**WHAT YOU SHOULD DO**
Please copy out the entries below exactly, beginning with the line that contains "fn default() ->" and ending with the line that contains "fn make_filter(level: &str)", and include nothing outside that span.

**DATA UNDER STUDY**
■ ■ ■ ■ ■

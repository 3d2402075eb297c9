//! Subscriber setup for programs that want the notices and diagnostics
//! without wiring `tracing-subscriber` themselves.

use std::{path::PathBuf, str::FromStr};

use anyhow::{Context, Result};
use serde::{Deserialize, Serialize};
use tracing_appender::{
    non_blocking::WorkerGuard,
    rolling::{RollingFileAppender, Rotation},
};
use tracing_subscriber::{
    EnvFilter, Layer, filter::Directive, layer::SubscriberExt, util::SubscriberInitExt,
};

#[derive(Debug, Clone, PartialEq, Eq, Serialize, Deserialize)]
#[serde(default)]
pub struct LoggerConfig {
    /// Directive applied on top of `RUST_LOG`, e.g. `debug` or `time_block=debug`
    pub log_level: String,
    /// Also write JSON lines here when set
    pub log_dir: Option<PathBuf>,
    pub log_file_prefix: String,
    pub max_log_files: usize,
    pub rotation: LogRotation,
}

#[derive(Debug, Clone, Copy, PartialEq, Eq, Serialize, Deserialize)]
pub enum LogRotation {
    Never,
    Daily,
}

impl From<LogRotation> for Rotation {
    fn from(rotation: LogRotation) -> Self {
        match rotation {
            LogRotation::Never => Rotation::NEVER,
            LogRotation::Daily => Rotation::DAILY,
        }
    }
}

impl Default for LoggerConfig {
    fn default() -> Self {
        Self {
            log_level: "info".to_string(),
            log_dir: None,
            log_file_prefix: "time_block".to_string(),
            max_log_files: 10,
            rotation: LogRotation::Daily,
        }
    }
}

impl LoggerConfig {
    #[must_use]
    pub fn with_level(mut self, level: &str) -> Self {
        self.log_level = level.to_string();
        self
    }

    #[must_use]
    pub fn with_log_dir<P: Into<PathBuf>>(mut self, dir: P) -> Self {
        self.log_dir = Some(dir.into());
        self
    }
}

#[derive(Debug, thiserror::Error)]
pub enum LoggingError {
    #[error("Logger already initialized")]
    AlreadyInitialized,

    #[error("Invalid log level: {0}")]
    InvalidLevel(String),
}

fn make_filter(level: &str) -> Result<EnvFilter> {
    let directive =
        Directive::from_str(level).map_err(|_| LoggingError::InvalidLevel(level.to_string()))?;
    Ok(EnvFilter::from_default_env().add_directive(directive))
}

/// Install the global subscriber: human-readable output on stderr, plus a
/// rolling JSON file when `log_dir` is set.
///
/// Keep the returned guard alive for as long as file output is wanted; it
/// flushes the background writer on drop.
pub fn init_logging(config: &LoggerConfig) -> Result<Option<WorkerGuard>> {
    let fmt_layer = tracing_subscriber::fmt::layer()
        .with_writer(std::io::stderr)
        .with_target(true)
        .with_filter(make_filter(&config.log_level)?);

    let (file_layer, guard) = match &config.log_dir {
        Some(dir) => {
            let appender = RollingFileAppender::builder()
                .rotation(config.rotation.into())
                .filename_prefix(config.log_file_prefix.as_str())
                .filename_suffix("jsonl")
                .max_log_files(config.max_log_files)
                .build(dir)
                .with_context(|| format!("Failed to create file appender in {}", dir.display()))?;
            let (writer, guard) = tracing_appender::non_blocking(appender);

            let layer = tracing_subscriber::fmt::layer()
                .json()
                .with_ansi(false)
                .with_writer(writer)
                .with_filter(make_filter(&config.log_level)?);
            (Some(layer), Some(guard))
        }
        None => (None, None),
    };

    tracing_subscriber::registry()
        .with(fmt_layer)
        .with(file_layer)
        .try_init()
        .map_err(|_| LoggingError::AlreadyInitialized)?;

    Ok(guard)
}

/// `init_logging` with everything default except the level.
pub fn init_logging_with_level(level: &str) -> Result<Option<WorkerGuard>> {
    init_logging(&LoggerConfig::default().with_level(level))
}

■ ■ ■ ■ ■

**ANSWER SPACE**
    fn default() -> Self {
        Self {
            log_level: "info".to_string(),
            log_dir: None,
            log_file_prefix: "time_block".to_string(),
            max_log_files: 10,
            rotation: LogRotation::Daily,
        }
    }
}

impl LoggerConfig {
    #[must_use]
    pub fn with_level(mut self, level: &str) -> Self {
        self.log_level = level.to_string();
        self
    }

    #[must_use]
    pub fn with_log_dir<P: Into<PathBuf>>(mut self, dir: P) -> Self {
        self.log_dir = Some(dir.into());
        self
    }
}

#[derive(Debug, thiserror::Error)]
pub enum LoggingError {
    #[error("Logger already initialized")]
    AlreadyInitialized,

    #[error("Invalid log level: {0}")]
    InvalidLevel(String),
}

fn make_filter(level: &str) -> Result<EnvFilter> {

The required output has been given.